Pets at Home's latest update announced "softer than anticipated" merchandise sales – knocking its share price down more than nine per cent, at the time of writing, to 216.40p.
Group revenue rose 4.4 per cent to £203.7m, though merchandise revenues were flat at £177.4m. The growth was propelled by its services business (including veterinary practices and dog grooming – so at least people's penchant for primping their pooches isn't on the wane).
The company said services revenues were up 47.8 per cent to £26.3m, which it said reflected joint venture vet practice fee income up 26.2 per cent to £9.5m and the boost from newly acquired specialist referral centres.
Taking out the effect of being down one trading day this year, like-for-like revenues rose 0.1 per cent, thanks to services.
Pets at Home said its profit outlook for the 2017 year remains on track and in line with market expectations.
Why it's interesting
The company didn't exactly get the early Christmas present it was after – shares wobbled late last year after the retailer said trading had weakened in recent weeks.
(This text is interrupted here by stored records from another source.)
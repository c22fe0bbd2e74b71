use crate::{
    auth::CredentialSource,
    config::{ExpiryPolicy, SandboxSettings},
    engine::{RemoteSession, SandboxProvider},
    errors::{NotebookError, Result},
};
use serde::Serialize;
use std::fmt;
use std::sync::{Arc, RwLock};
use std::time::Duration;
use tokio::sync::Mutex;
use tokio::time::Instant;
use tracing::{info, warn};

/// The live session together with its local creation time
#[derive(Clone)]
pub struct SessionHandle {
    pub session: Arc<dyn RemoteSession>,
    pub created_at: Instant,
}

impl fmt::Debug for SessionHandle {
    fn fmt(&self, f: &mut fmt::Formatter<'_>) -> fmt::Result {
        f.debug_struct("SessionHandle")
            .field("session", &self.session.id())
            .field("created_at", &self.created_at)
            .finish()
    }
}

/// Snapshot of the session for display
#[derive(Debug, Clone, Serialize, PartialEq, Eq)]
pub struct SessionStatus {
    pub session_id: Option<String>,
    pub age_ms: u64,
    pub remaining_ms: u64,
    pub expired: bool,
}

/// Owns at most one remote session for the lifetime of the manager.
///
/// The session is created lazily by the first caller of
/// [`SessionManager::ensure_session`] and reused afterwards. Creation is
/// serialized: concurrent first callers wait for a single creation and all
/// receive the same handle.
pub struct SessionManager {
    provider: Arc<dyn SandboxProvider>,
    credential: CredentialSource,
    ttl: Duration,
    expiry_policy: ExpiryPolicy,
    current: RwLock<Option<SessionHandle>>,
    init_lock: Mutex<()>,
}

impl SessionManager {
    pub fn new(
        provider: Arc<dyn SandboxProvider>,
        credential: CredentialSource,
        settings: &SandboxSettings,
    ) -> Self {
        Self {
            provider,
            credential,
            ttl: settings.session_ttl(),
            expiry_policy: settings.expiry_policy,
            current: RwLock::new(None),
            init_lock: Mutex::new(()),
        }
    }

    /// Return the live session, creating it on first use
    pub async fn ensure_session(&self) -> Result<SessionHandle> {
        if let Some(handle) = self.current() {
            return self.check_expiry(handle);
        }

        let _guard = self.init_lock.lock().await;
        // Another caller may have finished creating while we waited
        if let Some(handle) = self.current() {
            return self.check_expiry(handle);
        }

        let credential = self.credential.resolve()?;
        let session = self
            .provider
            .create_session(&credential)
            .await
            .map_err(into_session_init)?;
        // The lifetime already went out with the create request, so a rejected
        // update still leaves a usable session
        if let Err(e) = session.set_timeout(self.ttl).await {
            warn!(
                "[SESSION] Failed to set lifetime on session {}: {}",
                session.id(),
                e
            );
        }

        let handle = SessionHandle {
            session,
            created_at: Instant::now(),
        };
        info!(
            "[SESSION] Created {} session {} (ttl {}s, {})",
            self.provider.name(),
            handle.session.id(),
            self.ttl.as_secs(),
            self.expiry_policy.description()
        );

        *self.current.write().unwrap_or_else(|e| e.into_inner()) = Some(handle.clone());
        Ok(handle)
    }

    /// The live session, if one was created
    pub fn current(&self) -> Option<SessionHandle> {
        self.current
            .read()
            .unwrap_or_else(|e| e.into_inner())
            .clone()
    }

    /// Advisory lifetime left: `max(0, ttl - age)`, zero without a session
    pub fn time_remaining(&self) -> Duration {
        match self.current() {
            Some(handle) => self.ttl.saturating_sub(handle.created_at.elapsed()),
            None => Duration::ZERO,
        }
    }

    pub fn status(&self) -> SessionStatus {
        match self.current() {
            Some(handle) => {
                let age = handle.created_at.elapsed();
                let remaining = self.ttl.saturating_sub(age);
                SessionStatus {
                    session_id: Some(handle.session.id().to_string()),
                    age_ms: age.as_millis() as u64,
                    remaining_ms: remaining.as_millis() as u64,
                    expired: remaining.is_zero(),
                }
            }
            None => SessionStatus {
                session_id: None,
                age_ms: 0,
                remaining_ms: 0,
                expired: false,
            },
        }
    }

    pub fn ttl(&self) -> Duration {
        self.ttl
    }

    fn check_expiry(&self, handle: SessionHandle) -> Result<SessionHandle> {
        if self.expiry_policy == ExpiryPolicy::Enforced && handle.created_at.elapsed() >= self.ttl {
            warn!("[SESSION] Session {} has expired", handle.session.id());
            return Err(NotebookError::SessionExpired);
        }
        Ok(handle)
    }
}

fn into_session_init(e: NotebookError) -> NotebookError {
    match e {
        NotebookError::SessionInit(_) => e,
        other => NotebookError::SessionInit(other.to_string()),
    }
}

#[cfg(test)]
mod tests {
    use super::*;
    use crate::testing::MockProvider;
    use std::sync::atomic::Ordering;
    use tokio_test::{assert_err, assert_ok};

    const HOUR: Duration = Duration::from_secs(3600);

    fn manager(provider: Arc<MockProvider>, policy: ExpiryPolicy) -> SessionManager {
        let settings = SandboxSettings {
            expiry_policy: policy,
            ..Default::default()
        };
        SessionManager::new(
            provider,
            CredentialSource::Static("e2b_test".to_string()),
            &settings,
        )
    }

    #[tokio::test(start_paused = true)]
    async fn test_session_reused() {
        let provider = Arc::new(MockProvider::new());
        let manager = manager(provider.clone(), ExpiryPolicy::Advisory);

        let first = manager.ensure_session().await.unwrap();
        tokio::time::advance(Duration::from_secs(5)).await;
        let second = manager.ensure_session().await.unwrap();

        assert_eq!(first.session.id(), second.session.id());
        assert_eq!(first.created_at, second.created_at);
        assert_eq!(provider.created.load(Ordering::SeqCst), 1);
        assert_eq!(provider.credentials.lock().unwrap().as_slice(), ["e2b_test"]);

        let session = provider.last_session().unwrap();
        assert_eq!(*session.timeout.lock().unwrap(), Some(HOUR));
    }

    #[tokio::test(start_paused = true)]
    async fn test_time_remaining() {
        let provider = Arc::new(MockProvider::new());
        let manager = manager(provider, ExpiryPolicy::Advisory);
        assert_eq!(manager.time_remaining(), Duration::ZERO);
        assert_eq!(manager.status().session_id, None);

        manager.ensure_session().await.unwrap();
        assert_eq!(manager.time_remaining(), HOUR);

        tokio::time::advance(Duration::from_secs(600)).await;
        assert_eq!(manager.time_remaining(), Duration::from_secs(3000));

        tokio::time::advance(HOUR).await;
        assert_eq!(manager.time_remaining(), Duration::ZERO);
        assert!(manager.status().expired);
    }

    #[tokio::test(start_paused = true)]
    async fn test_concurrent_first_calls_share_one_creation() {
        let provider = Arc::new(MockProvider::with_delay(Duration::from_millis(50)));
        let manager = manager(provider.clone(), ExpiryPolicy::Advisory);

        let (a, b, c) = tokio::join!(
            manager.ensure_session(),
            manager.ensure_session(),
            manager.ensure_session()
        );

        assert_eq!(provider.created.load(Ordering::SeqCst), 1);
        let id = a.unwrap().session.id().to_string();
        assert_eq!(b.unwrap().session.id(), id);
        assert_eq!(c.unwrap().session.id(), id);
    }

    #[tokio::test]
    async fn test_failed_creation_is_retried() {
        let provider = Arc::new(MockProvider::new());
        provider.fail_create.store(true, Ordering::SeqCst);
        let manager = manager(provider.clone(), ExpiryPolicy::Advisory);

        let err = manager.ensure_session().await.unwrap_err();
        assert!(matches!(err, NotebookError::SessionInit(_)));
        assert!(manager.current().is_none());
        assert_eq!(manager.time_remaining(), Duration::ZERO);

        provider.fail_create.store(false, Ordering::SeqCst);
        assert_ok!(manager.ensure_session().await);
        assert_eq!(provider.created.load(Ordering::SeqCst), 1);
    }

    #[tokio::test]
    async fn test_rejected_timeout_keeps_session() {
        let provider = Arc::new(MockProvider::new());
        provider.fail_timeout.store(true, Ordering::SeqCst);
        let manager = manager(provider.clone(), ExpiryPolicy::Advisory);

        let first = assert_ok!(manager.ensure_session().await);
        assert!(manager.current().is_some());

        let second = assert_ok!(manager.ensure_session().await);
        assert_eq!(first.session.id(), second.session.id());
        assert_eq!(provider.created.load(Ordering::SeqCst), 1);
        assert_eq!(*provider.last_session().unwrap().timeout.lock().unwrap(), None);
    }

    #[tokio::test]
    async fn test_missing_credential() {
        let provider = Arc::new(MockProvider::new());
        let manager = SessionManager::new(
            provider.clone(),
            CredentialSource::Static(String::new()),
            &SandboxSettings::default(),
        );

        let err = manager.ensure_session().await.unwrap_err();
        assert!(matches!(err, NotebookError::SessionInit(_)));
        assert_eq!(provider.created.load(Ordering::SeqCst), 0);
    }

    #[tokio::test(start_paused = true)]
    async fn test_expiry_policies() {
        let advisory = manager(Arc::new(MockProvider::new()), ExpiryPolicy::Advisory);
        let enforced = manager(Arc::new(MockProvider::new()), ExpiryPolicy::Enforced);
        advisory.ensure_session().await.unwrap();
        enforced.ensure_session().await.unwrap();

        tokio::time::advance(HOUR + Duration::from_secs(1)).await;

        assert_ok!(advisory.ensure_session().await);
        let err = assert_err!(enforced.ensure_session().await);
        assert!(matches!(err, NotebookError::SessionExpired));
    }
}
Still, the services business remains strong – and Pets at Home boss Ian Kellett has been adamant his company won't end up in the doghouse, saying the pet market in general "has shown to be much more resilient" than the underlying retail sector.
What the company said
Chief executive Ian Kellett said:
In merchandise, whilst overall sales were softer than anticipated, online grew strongly, reflecting the momentum gained from our investments in seamless shopping.
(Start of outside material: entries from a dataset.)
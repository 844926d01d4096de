//! Kubernetes version helpers.

use semver::{Version, VersionReq};

use crate::error::Error;

/// Parses a Kubernetes version such as `v1.14`, `1.14.3` or `1.14.3-gke.1`.
/// Missing minor and patch components default to zero.
pub fn parse(version: &str) -> Result<Version, Error> {
    let trimmed = version.trim().trim_start_matches('v');
    let (core, rest) = match trimmed.find(|c: char| c == '-' || c == '+') {
        Some(i) => trimmed.split_at(i),
        None => (trimmed, ""),
    };
    let mut parts: Vec<&str> = core.split('.').collect();
    while parts.len() < 3 {
        parts.push("0");
    }
    Version::parse(&format!("{}{}", parts.join("."), rest))
        .map_err(|e| Error::invalid("kubernetes.version", "Invalid", format!("{:?}: {}", version, e)))
}

/// Returns `major.minor` of a version.
pub fn major_minor(version: &str) -> Result<String, Error> {
    let v = parse(version)?;
    Ok(format!("{}.{}", v.major, v.minor))
}

/// Checks `version` against a constraint such as `>= 1.14` or `1.13.x`.
/// Pre-release suffixes are ignored.
pub fn matches(constraint: &str, version: &str) -> Result<bool, Error> {
    let req = VersionReq::parse(constraint)
        .map_err(|e| Error::invalid("versionConstraint", "Invalid", format!("{:?}: {}", constraint, e)))?;
    let mut v = parse(version)?;
    v.pre = semver::Prerelease::EMPTY;
    v.build = semver::BuildMetadata::EMPTY;
    Ok(req.matches(&v))
}

/// Whether `version` is at least `minimum`.
pub fn is_at_least(version: &str, minimum: &str) -> Result<bool, Error> {
    Ok(parse(version)? >= parse(minimum)?)
}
With a quarter to go, our profit outlook for the year remains in line with expectations, reflecting both the continued investment in our customer offer and ongoing efficiency initiatives.
Our focus on becoming more specialist, and doing the right thing for our customers, remains at the forefront of our strategy. Our colleagues worked extremely hard over the busy festive period and I want to thank them all for their commitment and dedication.
Investors have a bone to pick with Pets at Home for its softer merchandise sales – shares were down nine per cent today.